(GIVEN RECORDS Opens)
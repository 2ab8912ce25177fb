/*!
Configuration-mode command transactions.

Every command other than streaming reads has to be bracketed by "enter
configuration" and "exit configuration". The link drops or garbles replies
often enough that each of the three steps is retried on its own before a
whole transaction is given up:

```text
for cycle in 1..=outer_cycles
    EnterConfig  x attempts_per_phase   exhausted -> fail
    SendCommand  x attempts_per_phase   exhausted -> next cycle
    ExitConfig   x attempts_per_phase   exhausted -> next cycle
    all three ok -> return the SendCommand reply
fail
```
*/

use tracing::{debug, info, warn};

use crate::channel::SerialChannel;
use crate::codec::{decode_response, Command, ResponseFrame};
use crate::error::{Phase, ProtocolError};
use crate::protocol::CMD_FOOTER;
use crate::types::{
    BaudRate, DeviceSettings, FirmwareVersion, MacAddress, TrackingMode, ZoneFilter,
};

/// Command words
pub mod words {
    pub const ENTER_CONFIG: u16 = 0x00FF;
    pub const EXIT_CONFIG: u16 = 0x00FE;
    pub const SINGLE_TRACKING: u16 = 0x0080;
    pub const MULTI_TRACKING: u16 = 0x0090;
    pub const QUERY_TRACKING: u16 = 0x0091;
    pub const FIRMWARE_VERSION: u16 = 0x00A0;
    pub const SET_BAUD_RATE: u16 = 0x00A1;
    pub const FACTORY_RESET: u16 = 0x00A2;
    pub const RESTART: u16 = 0x00A3;
    pub const BLUETOOTH: u16 = 0x00A4;
    pub const MAC_ADDRESS: u16 = 0x00A5;
    pub const QUERY_ZONE_FILTER: u16 = 0x00C1;
    pub const SET_ZONE_FILTER: u16 = 0x00C2;
}

/// Retry limits for one command transaction
#[derive(Debug, Clone, Copy, PartialEq, Eq)]
pub struct RetryPolicy {
    /// Full enter/send/exit cycles
    pub outer_cycles: u32,
    /// Attempts per phase within one cycle
    pub attempts_per_phase: u32,
}

impl Default for RetryPolicy {
    fn default() -> Self {
        Self {
            outer_cycles: 4,
            attempts_per_phase: 4,
        }
    }
}

/// Summary of the module's current configuration
#[derive(Debug, Clone, PartialEq, Eq)]
pub struct DeviceInfo {
    pub firmware: FirmwareVersion,
    /// `None` while the bluetooth radio is off
    pub mac: Option<MacAddress>,
    pub tracking: TrackingMode,
    pub zone_filter: ZoneFilter,
}

/// Executes commands over a [`SerialChannel`]
pub struct ProtocolClient<C> {
    channel: C,
    retry: RetryPolicy,
}

impl<C: SerialChannel> ProtocolClient<C> {
    /// Create a client with the default retry policy
    pub fn new(channel: C) -> Self {
        Self::with_retry(channel, RetryPolicy::default())
    }

    pub fn with_retry(channel: C, retry: RetryPolicy) -> Self {
        Self { channel, retry }
    }

    pub fn retry_policy(&self) -> RetryPolicy {
        self.retry
    }

    /// Access the underlying channel
    pub fn channel_mut(&mut self) -> &mut C {
        &mut self.channel
    }

    /// Give back the underlying channel
    pub fn into_inner(self) -> C {
        self.channel
    }

    /// One request/reply exchange with no retries
    pub fn transact(&mut self, command: &Command) -> Result<ResponseFrame, ProtocolError> {
        let frame = command.encode();
        debug!("CMD {:#06X}: {}", command.word, hex::encode(&frame));
        self.channel.write_all(&frame)?;

        let raw = self.channel.read_until(&CMD_FOOTER)?;
        debug!("RESPONSE {:#06X}: {}", command.word, hex::encode(&raw));

        let response = decode_response(&raw)?;
        if response.command_word() != command.word {
            return Err(ProtocolError::WordMismatch {
                expected: command.word,
                found: response.command_word(),
            });
        }
        if !response.is_acknowledged() {
            return Err(ProtocolError::NegativeAck {
                word: command.word,
                status: response.ack_status(),
            });
        }
        Ok(response)
    }

    /// Execute `command` inside a configuration-mode bracket
    pub fn execute(&mut self, command: &Command) -> Result<ResponseFrame, ProtocolError> {
        let enter = Command::with_value(words::ENTER_CONFIG, vec![0x00, 0x01]);
        let exit = Command::new(words::EXIT_CONFIG);
        let cycles = self.retry.outer_cycles.max(1);
        let mut last_failure = None;

        for cycle in 1..=cycles {
            // Enter-config exhaustion is final
            if let Err(e) = self.run_phase(Phase::EnterConfig, &enter) {
                return Err(execution(command.word, Phase::EnterConfig, cycle, e));
            }

            let response = match self.run_phase(Phase::SendCommand, command) {
                Ok(response) => response,
                Err(e) if e.is_retryable() => {
                    warn!(
                        "Failed to execute command {:#06X} (cycle {}): {}",
                        command.word, cycle, e
                    );
                    last_failure = Some((Phase::SendCommand, cycle, e));
                    continue;
                }
                Err(e) => return Err(execution(command.word, Phase::SendCommand, cycle, e)),
            };

            match self.run_phase(Phase::ExitConfig, &exit) {
                Ok(_) => return Ok(response),
                Err(e) if e.is_retryable() => {
                    warn!(
                        "Failed to end configuration for {:#06X} (cycle {}): {}",
                        command.word, cycle, e
                    );
                    last_failure = Some((Phase::ExitConfig, cycle, e));
                }
                Err(e) => return Err(execution(command.word, Phase::ExitConfig, cycle, e)),
            }
        }

        let (phase, cycle, source) = last_failure.unwrap_or((
            Phase::SendCommand,
            cycles,
            ProtocolError::invalid_argument("no attempts made"),
        ));
        Err(execution(command.word, phase, cycle, source))
    }

    /// Retry a single phase; I/O failures abort at once
    fn run_phase(
        &mut self,
        phase: Phase,
        command: &Command,
    ) -> Result<ResponseFrame, ProtocolError> {
        let attempts = self.retry.attempts_per_phase.max(1);
        let mut attempt = 1;
        loop {
            match self.transact(command) {
                Ok(response) => return Ok(response),
                Err(e) if e.is_retryable() && attempt < attempts => {
                    debug!("{} attempt {}/{} failed: {}", phase, attempt, attempts, e);
                    attempt += 1;
                }
                Err(e) => return Err(e),
            }
        }
    }

    // ------------------------------------------------------------------------
    // High-level commands
    // ------------------------------------------------------------------------

    /// Firmware version, e.g. `V1.02.22062416`
    pub fn firmware_version(&mut self) -> Result<FirmwareVersion, ProtocolError> {
        let word = words::FIRMWARE_VERSION;
        let response = self.execute(&Command::new(word))?;
        let payload = response.payload();
        if payload.len() < 14 {
            return Err(ProtocolError::unexpected_payload(
                word,
                format!("{} bytes, expected 14", payload.len()),
            ));
        }

        Ok(FirmwareVersion {
            major: payload[9],
            minor: payload[8],
            build: u32::from_le_bytes([payload[10], payload[11], payload[12], payload[13]]),
        })
    }

    /// Change the serial baud rate; takes effect after a restart
    pub fn set_baud_rate(&mut self, baud_rate: BaudRate) -> Result<(), ProtocolError> {
        let value = baud_rate.wire_index().to_be_bytes();
        self.execute(&Command::with_value(words::SET_BAUD_RATE, value.to_vec()))?;
        info!("Baud rate set to {}", baud_rate.as_u32());
        Ok(())
    }

    /// Restore factory settings: 256000 baud, bluetooth on, multi-target
    /// tracking, zone filtering off. Takes effect after a restart.
    pub fn restore_factory_settings(&mut self) -> Result<(), ProtocolError> {
        self.execute(&Command::new(words::FACTORY_RESET))?;
        Ok(())
    }

    /// Restart the module. The caller has to reopen the port after
    /// [`RESTART_DELAY`](crate::protocol::RESTART_DELAY).
    pub fn restart(&mut self) -> Result<(), ProtocolError> {
        self.execute(&Command::new(words::RESTART))?;
        info!("🔄 Radar restart requested");
        Ok(())
    }

    /// Switch the bluetooth radio; takes effect after a restart
    pub fn set_bluetooth(&mut self, on: bool) -> Result<(), ProtocolError> {
        let value = vec![0x00, u8::from(on)];
        self.execute(&Command::with_value(words::BLUETOOTH, value))?;
        Ok(())
    }

    /// Bluetooth MAC address
    pub fn mac_address(&mut self) -> Result<MacAddress, ProtocolError> {
        let word = words::MAC_ADDRESS;
        let response = self.execute(&Command::with_value(word, vec![0x00, 0x01]))?;
        let payload = response.payload();
        if payload.len() < 12 {
            return Err(ProtocolError::unexpected_payload(
                word,
                format!("{} bytes, expected 12", payload.len()),
            ));
        }

        let mut mac = [0u8; 6];
        mac.copy_from_slice(&payload[6..12]);
        Ok(MacAddress(mac))
    }

    /// The module has no radio-state query; it only reports a MAC address
    /// while bluetooth is on.
    pub fn bluetooth_enabled(&mut self) -> Result<bool, ProtocolError> {
        match self.mac_address() {
            Ok(_) => Ok(true),
            Err(ProtocolError::UnexpectedPayload { .. }) => Ok(false),
            Err(e) => Err(e),
        }
    }

    pub fn set_tracking_mode(&mut self, mode: TrackingMode) -> Result<(), ProtocolError> {
        let word = match mode {
            TrackingMode::Single => words::SINGLE_TRACKING,
            TrackingMode::Multi => words::MULTI_TRACKING,
        };
        self.execute(&Command::new(word))?;
        Ok(())
    }

    pub fn tracking_mode(&mut self) -> Result<TrackingMode, ProtocolError> {
        let word = words::QUERY_TRACKING;
        let response = self.execute(&Command::new(word))?;
        let mode = response
            .u16_at(6)
            .ok_or_else(|| ProtocolError::unexpected_payload(word, "missing tracking mode"))?;
        TrackingMode::try_from(mode)
            .map_err(|e| ProtocolError::unexpected_payload(word, e.to_string()))
    }

    pub fn zone_filter(&mut self) -> Result<ZoneFilter, ProtocolError> {
        let word = words::QUERY_ZONE_FILTER;
        let response = self.execute(&Command::new(word))?;
        ZoneFilter::from_payload(word, response.payload())
    }

    pub fn set_zone_filter(&mut self, filter: &ZoneFilter) -> Result<(), ProtocolError> {
        let value = filter.to_value_bytes()?;
        self.execute(&Command::with_raw_value(words::SET_ZONE_FILTER, value))?;
        Ok(())
    }

    /// Tracking mode and zone filter from `settings`. Radio state is left to
    /// the caller because it needs a restart and reopen to take effect.
    pub fn apply_detection_settings(
        &mut self,
        settings: &DeviceSettings,
    ) -> Result<(), ProtocolError> {
        self.set_tracking_mode(settings.tracking)?;
        self.set_zone_filter(&settings.zone_filter)?;
        Ok(())
    }

    /// Query everything shown by `presence info`
    pub fn device_info(&mut self) -> Result<DeviceInfo, ProtocolError> {
        let firmware = self.firmware_version()?;
        let mac = match self.mac_address() {
            Ok(mac) => Some(mac),
            Err(ProtocolError::UnexpectedPayload { .. }) => None,
            Err(e) => return Err(e),
        };
        let tracking = self.tracking_mode()?;
        let zone_filter = self.zone_filter()?;

        Ok(DeviceInfo {
            firmware,
            mac,
            tracking,
            zone_filter,
        })
    }
}

fn execution(word: u16, phase: Phase, cycle: u32, source: ProtocolError) -> ProtocolError {
    ProtocolError::Execution {
        word,
        phase,
        cycle,
        source: Box::new(source),
    }
}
(GIVEN RECORDS Closes)
● WHAT THE TASK ASKS: Restate word for word the lines of the data above, starting at the line containing "pub const QUERY_ZONE_FILTER: u16" and ending at the line containing "back the underlying channel", both included, and nothing more.

● FINISHED EXERCISE:
    pub const QUERY_ZONE_FILTER: u16 = 0x00C1;
    pub const SET_ZONE_FILTER: u16 = 0x00C2;
}

/// Retry limits for one command transaction
#[derive(Debug, Clone, Copy, PartialEq, Eq)]
pub struct RetryPolicy {
    /// Full enter/send/exit cycles
    pub outer_cycles: u32,
    /// Attempts per phase within one cycle
    pub attempts_per_phase: u32,
}

impl Default for RetryPolicy {
    fn default() -> Self {
        Self {
            outer_cycles: 4,
            attempts_per_phase: 4,
        }
    }
}

/// Summary of the module's current configuration
#[derive(Debug, Clone, PartialEq, Eq)]
pub struct DeviceInfo {
    pub firmware: FirmwareVersion,
    /// `None` while the bluetooth radio is off
    pub mac: Option<MacAddress>,
    pub tracking: TrackingMode,
    pub zone_filter: ZoneFilter,
}

/// Executes commands over a [`SerialChannel`]
pub struct ProtocolClient<C> {
    channel: C,
    retry: RetryPolicy,
}

impl<C: SerialChannel> ProtocolClient<C> {
    /// Create a client with the default retry policy
    pub fn new(channel: C) -> Self {
        Self::with_retry(channel, RetryPolicy::default())
    }

    pub fn with_retry(channel: C, retry: RetryPolicy) -> Self {
        Self { channel, retry }
    }

    pub fn retry_policy(&self) -> RetryPolicy {
        self.retry
    }

    /// Access the underlying channel
    pub fn channel_mut(&mut self) -> &mut C {
        &mut self.channel
    }

    /// Give back the underlying channel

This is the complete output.